GPU & Hardware Setup

The Multimodal Video RAG system performs compute-intensive tasks, including Whisper-based audio transcription and vision-language model (LLaVA) inference. To achieve acceptable latency for video processing, an NVIDIA GPU with at least 8GB of VRAM is strongly recommended.

Prerequisites

Before starting the services, ensure your host machine has the following installed:

NVIDIA Drivers: Version 535 or higher.
Docker & Docker Compose: Docker Engine 24.0+.
NVIDIA Container Toolkit: Required for Docker to interface with your GPU hardware.

1. Install NVIDIA Container Toolkit

If you haven't configured your system for GPU-accelerated containers, follow these steps to install the toolkit:

# Configure the repository
curl -fsSL https://nvidia.github.io/libnvidia-container/gpgkey | sudo gpg --dearmor -o /usr/share/keyrings/nvidia-container-toolkit-keyring.gpg \
  && curl -s -L https://nvidia.github.io/libnvidia-container/stable/deb/nvidia-container-toolkit.list | \
    sed 's#deb https://#deb [signed-by=/usr/share/keyrings/nvidia-container-toolkit-keyring.gpg] https://#g' | \
    sudo tee /etc/apt/sources.list.d/nvidia-container-toolkit.list

# Install the toolkit
sudo apt-get update
sudo apt-get install -y nvidia-container-toolkit

# Restart Docker to apply changes
sudo systemctl restart docker

2. Verify GPU Accessibility

Run the following command to ensure Docker can successfully access your NVIDIA GPU:

docker run --rm --runtime=nvidia --gpus all nvidia/cuda:12.0.1-base-ubuntu22.04 nvidia-smi

If configured correctly, this command will output a table showing your GPU model and driver version.

3. Docker Compose Configuration

The project utilizes the nvidia runtime within Docker Compose. The docker/docker-compose.dev.yml file is pre-configured to grant the backend and Ollama services access to the host GPU.

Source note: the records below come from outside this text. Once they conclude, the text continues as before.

//! Session registry and the per-session request workers

mod registry;
mod worker;

pub use registry::{SessionInfo, SessionRegistry, SessionState};
//! Request/response relay
//!
//! Turns a unary request into a request envelope on `requests:{sessionId}`
//! and waits for the matching envelope on
//! `responses:{sessionId}:{requestId}`. The reply channel is subscribed
//! before publishing and unsubscribed exactly once afterwards, whether the
//! request resolved, timed out, failed, or the caller went away.

use dashmap::DashMap;
use http::StatusCode;
use std::sync::Arc;
use std::time::Duration;
use tokio::time::Instant;
use toolrelay_core::metrics::{RELAY_DURATION, RELAY_REQUESTS_TOTAL};
use toolrelay_core::models::channel;
use toolrelay_core::{RequestId, ResponseEnvelope, SessionId};
use tracing::{debug, warn};

use crate::broker::SharedBroker;
use crate::error::RelayError;
use crate::transport::TransportRequest;

/// Lifecycle of a relayed request
#[derive(Debug, Clone, Copy, PartialEq, Eq)]
pub enum PendingState {
    Created,
    Published,
    Resolved,
    TimedOut,
}

#[derive(Debug, Clone)]
pub struct PendingRequest {
    pub session_id: SessionId,
    pub state: PendingState,
    pub created_at: Instant,
    pub deadline: Instant,
}

/// The handler's answer as seen by the unary caller
#[derive(Debug, Clone, PartialEq, Eq)]
pub struct RelayResponse {
    pub status: StatusCode,
    pub body: String,
}

#[derive(Clone)]
pub struct Relay {
    broker: SharedBroker,
    request_timeout: Duration,
    pending: Arc<DashMap<RequestId, PendingRequest>>,
}

impl Relay {
    #[must_use]
    pub fn new(broker: SharedBroker, request_timeout: Duration) -> Self {
        Self {
            broker,
            request_timeout,
            pending: Arc::new(DashMap::new()),
        }
    }

    #[must_use]
    pub const fn request_timeout(&self) -> Duration {
        self.request_timeout
    }

    /// Requests currently between creation and resolution
    #[must_use]
    pub fn pending_count(&self) -> usize {
        self.pending.len()
    }

    /// Relay `request` to the worker of `session_id` and wait for its reply.
    pub async fn forward(
        &self,
        session_id: Option<&str>,
        request: &TransportRequest,
    ) -> Result<RelayResponse, RelayError> {
        let started = Instant::now();
        let result = self.relay(session_id, request).await;

        let elapsed = started.elapsed().as_secs_f64();
        match &result {
            Ok(response) => {
                RELAY_REQUESTS_TOTAL
                    .with_label_values(&["resolved", response.status.as_str()])
                    .inc();
                RELAY_DURATION.with_label_values(&["resolved"]).observe(elapsed);
            }
            Err(e) => {
                RELAY_REQUESTS_TOTAL
                    .with_label_values(&[e.outcome(), e.status_code().as_str()])
                    .inc();
                RELAY_DURATION.with_label_values(&[e.outcome()]).observe(elapsed);
            }
        }
        result
    }

    async fn relay(
        &self,
        session_id: Option<&str>,
        request: &TransportRequest,
    ) -> Result<RelayResponse, RelayError> {
        let raw = session_id
            .filter(|raw| !raw.is_empty())
            .ok_or(RelayError::MissingSession)?;
        let session_id =
            SessionId::parse(raw).map_err(|e| RelayError::InvalidSession(e.to_string()))?;

        let request_id = RequestId::new();
        let payload = request.to_envelope(request_id.clone()).to_json()?;

        let now = Instant::now();
        self.pending.insert(
            request_id.clone(),
            PendingRequest {
                session_id: session_id.clone(),
                state: PendingState::Created,
                created_at: now,
                deadline: now + self.request_timeout,
            },
        );
        let _pending = PendingEntry {
            pending: &self.pending,
            request_id: request_id.clone(),
        };

        let reply_channel = channel::responses(&session_id, &request_id);
        let mut reply = self.broker.subscribe(&reply_channel).await?;
        let guard = ReplyGuard::new(self.broker.clone(), reply_channel);

        let receivers = match self
            .broker
            .publish(&channel::requests(&session_id), &payload)
            .await
        {
            Ok(receivers) => receivers,
            Err(e) => {
                guard.release().await;
                return Err(e.into());
            }
        };
        if receivers == 0 {
            guard.release().await;
            debug!(session_id = %session_id, request_id = %request_id, "No worker for session");
            return Err(RelayError::SessionNotFound(session_id));
        }
        self.set_state(&request_id, PendingState::Published);
        debug!(
            session_id = %session_id,
            request_id = %request_id,
            method = %request.method(),
            "Request published"
        );

        let outcome = tokio::time::timeout(self.request_timeout, reply.recv()).await;
        guard.release().await;

        match outcome {
            Ok(Some(raw)) => {
                self.set_state(&request_id, PendingState::Resolved);
                let envelope = ResponseEnvelope::from_json(&raw).map_err(|e| {
                    warn!(request_id = %request_id, error = %e, "Malformed response envelope");
                    RelayError::MalformedResponse(e.to_string())
                })?;
                let status = StatusCode::from_u16(envelope.status).map_err(|_| {
                    RelayError::MalformedResponse(format!("invalid status {}", envelope.status))
                })?;
                debug!(
                    session_id = %session_id,
                    request_id = %request_id,
                    status = status.as_u16(),
                    "Request resolved"
                );
                Ok(RelayResponse {
                    status,
                    body: envelope.body,
                })
            }
            Ok(None) => Err(RelayError::ReplyChannelClosed),
            Err(_) => {
                self.set_state(&request_id, PendingState::TimedOut);
                warn!(
                    session_id = %session_id,
                    request_id = %request_id,
                    timeout_ms = self.request_timeout.as_millis() as u64,
                    "Request timed out"
                );
                Err(RelayError::Timeout {
                    request_id,
                    after: self.request_timeout,
                })
            }
        }
    }

    fn set_state(&self, request_id: &RequestId, state: PendingState) {
        if let Some(mut entry) = self.pending.get_mut(request_id) {
            debug!(request_id = %request_id, from = ?entry.state, to = ?state, "Pending request transition");
            entry.state = state;
        }
    }
}

/// Removes the pending entry when the relay call finishes or is dropped.
struct PendingEntry<'a> {
    pending: &'a DashMap<RequestId, PendingRequest>,
    request_id: RequestId,
}

impl Drop for PendingEntry<'_> {
    fn drop(&mut self) {
        self.pending.remove(&self.request_id);
    }
}

/// Owns the reply subscription. `release` unsubscribes; dropping an
/// unreleased guard (caller disconnected mid-wait) unsubscribes in the
/// background.
struct ReplyGuard {
    broker: SharedBroker,
    channel: Option<String>,
}

impl ReplyGuard {
    fn new(broker: SharedBroker, channel: String) -> Self {
        Self {
            broker,
            channel: Some(channel),
        }
    }

    async fn release(mut self) {
        if let Some(channel) = self.channel.take() {
            unsubscribe_reply(&self.broker, &channel).await;
        }
    }
}

impl Drop for ReplyGuard {
    fn drop(&mut self) {
        let Some(channel) = self.channel.take() else {
            return;
        };
        let broker = self.broker.clone();
        match tokio::runtime::Handle::try_current() {
            Ok(handle) => {
                handle.spawn(async move {
                    unsubscribe_reply(&broker, &channel).await;
                });
            }
            Err(_) => warn!(channel = %channel, "No runtime to release reply subscription"),
        }
    }
}

async fn unsubscribe_reply(broker: &SharedBroker, channel: &str) {
    if let Err(e) = broker.unsubscribe(channel).await {
        warn!(channel = %channel, error = %e, "Failed to unsubscribe reply channel");
    }
}

#[cfg(test)]
mod tests {
    use super::*;
    use crate::broker::{MockBroker, Subscription};
    use crate::error::BrokerError;
    use bytes::Bytes;
    use http::{HeaderMap, Method};
    use tokio::sync::mpsc;

    fn request() -> TransportRequest {
        TransportRequest::new(
            Method::POST,
            "/mcp/message?sessionId=s1".parse().unwrap(),
            HeaderMap::new(),
            Bytes::from_static(br#"{"tool":"echo","args":{"message":"hi"}}"#),
        )
    }

    fn subscription_for(channel: &str) -> Subscription {
        let (_tx, rx) = mpsc::unbounded_channel();
        Subscription::new(channel, rx)
    }

    #[tokio::test]
    async fn test_missing_session_touches_no_broker() {
        // Any broker call would panic on the expectation-free mock.
        let relay = Relay::new(Arc::new(MockBroker::new()), Duration::from_secs(1));

        let err = relay.forward(None, &request()).await.unwrap_err();
        assert!(matches!(err, RelayError::MissingSession));
        assert_eq!(err.status_code(), StatusCode::BAD_REQUEST);

        let err = relay.forward(Some(""), &request()).await.unwrap_err();
        assert!(matches!(err, RelayError::MissingSession));
        assert_eq!(relay.pending_count(), 0);
    }

    #[tokio::test]
    async fn test_invalid_session_id_rejected() {
        let relay = Relay::new(Arc::new(MockBroker::new()), Duration::from_secs(1));
        let err = relay.forward(Some("bad id"), &request()).await.unwrap_err();
        assert!(matches!(err, RelayError::InvalidSession(_)));
    }

    #[tokio::test]
    async fn test_subscribe_failure_is_500_without_publish() {
        let mut broker = MockBroker::new();
        broker
            .expect_subscribe()
            .times(1)
            .returning(|_| Err(BrokerError::Connection("down".to_string())));
        broker.expect_publish().never();
        broker.expect_unsubscribe().never();

        let relay = Relay::new(Arc::new(broker), Duration::from_secs(1));
        let err = relay.forward(Some("s1"), &request()).await.unwrap_err();
        assert_eq!(err.status_code(), StatusCode::INTERNAL_SERVER_ERROR);
        assert_eq!(relay.pending_count(), 0);
    }

    #[tokio::test]
    async fn test_publish_failure_is_500_and_unsubscribes_once() {
        let mut broker = MockBroker::new();
        broker
            .expect_subscribe()
            .times(1)
            .returning(|channel| Ok(subscription_for(channel)));
        broker
            .expect_publish()
            .times(1)
            .returning(|_, _| Err(BrokerError::Timeout("publish")));
        broker
            .expect_unsubscribe()
            .withf(|channel| channel.starts_with("responses:s1:"))
            .times(1)
            .returning(|_| Ok(()));

        let relay = Relay::new(Arc::new(broker), Duration::from_secs(1));
        let err = relay.forward(Some("s1"), &request()).await.unwrap_err();
        assert!(matches!(err, RelayError::Broker(BrokerError::Timeout("publish"))));
        assert_eq!(err.status_code(), StatusCode::INTERNAL_SERVER_ERROR);
    }

    #[tokio::test]
    async fn test_no_receivers_is_session_not_found() {
        let mut broker = MockBroker::new();
        broker
            .expect_subscribe()
            .times(1)
            .returning(|channel| Ok(subscription_for(channel)));
        broker
            .expect_publish()
            .withf(|channel, _| channel.starts_with("requests:") && channel.ends_with(":s1"))
            .times(1)
            .returning(|_, _| Ok(0));
        broker.expect_unsubscribe().times(1).returning(|_| Ok(()));

        let relay = Relay::new(Arc::new(broker), Duration::from_secs(1));
        let err = relay.forward(Some("s1"), &request()).await.unwrap_err();
        assert_eq!(err.status_code(), StatusCode::NOT_FOUND);
    }

    #[tokio::test]
    async fn test_published_payload_is_request_envelope() {
        let mut broker = MockBroker::new();
        broker
            .expect_subscribe()
            .times(1)
            .returning(|channel| Ok(subscription_for(channel)));
        broker
            .expect_publish()
            .withf(|_, payload| {
                let envelope = toolrelay_core::RequestEnvelope::from_json(payload).unwrap();
                envelope.method == "POST"
                    && envelope.url == "/mcp/message?sessionId=s1"
                    && envelope.body.contains("echo")
            })
            .times(1)
            .returning(|_, _| Ok(0));
        broker.expect_unsubscribe().times(1).returning(|_| Ok(()));

        let relay = Relay::new(Arc::new(broker), Duration::from_secs(1));
        assert!(relay.forward(Some("s1"), &request()).await.is_err());
    }
}
use thiserror::Error;

#[derive(Error, Debug)]
pub enum Error {
    #[error("Configuration error: {0}")]
    Configuration(String),

    #[error("Serialization error: {0}")]
    Serialization(#[from] serde_json::Error),

    #[error("Invalid input: {0}")]
    InvalidInput(String),
}

pub type Result<T> = std::result::Result<T, Error>;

Key configuration used in the services:

services:
  backend:
    deploy:
      resources:
        reservations:
          devices:
            - driver: nvidia
              count: all
              capabilities: [gpu]

4. Hardware Sizing & Model Requirements

The default models pulled during the Quick Start have the following approximate hardware requirements:

| Component | Model | VRAM Requirement | Acceleration | |-----------|-------|------------------|--------------| | ASR | Faster-Whisper (Large-v3) | ~4 GB | CUDA (CTranslate2) | | Vision | LLaVA:7b | ~4.5 GB | Ollama (CUDA) | | LLM | Llama 3.1:8b | ~5.5 GB | Ollama (CUDA) |

Note: If you have limited VRAM (e.g., 8GB), you may encounter "Out of Memory" (OOM) errors if the ASR and LLM services attempt to load into VRAM simultaneously. In such cases, consider using quantized models or offloading the LLM to a cloud provider by setting LLM_PROVIDER=openrouter in your .env file.

5. Troubleshooting CUDA Initialization

If the backend logs show CUDA_ERROR_NO_DEVICE or fallback to CPU processing:

Check Environment Variables: Ensure CUDA_VISIBLE_DEVICES is not being restricted in your shell.

Update Toolkit: Ensure the nvidia-container-runtime is the default runtime in /etc/docker/daemon.json:

{
  "default-runtime": "nvidia",
  "runtimes": {
    "nvidia": {
      "path": "nvidia-container-runtime",
      "runtimeArgs": []
    }
  }
}

Log Check: Run docker logs ollama to verify if the LLaVA model successfully detected the GPU during initialization.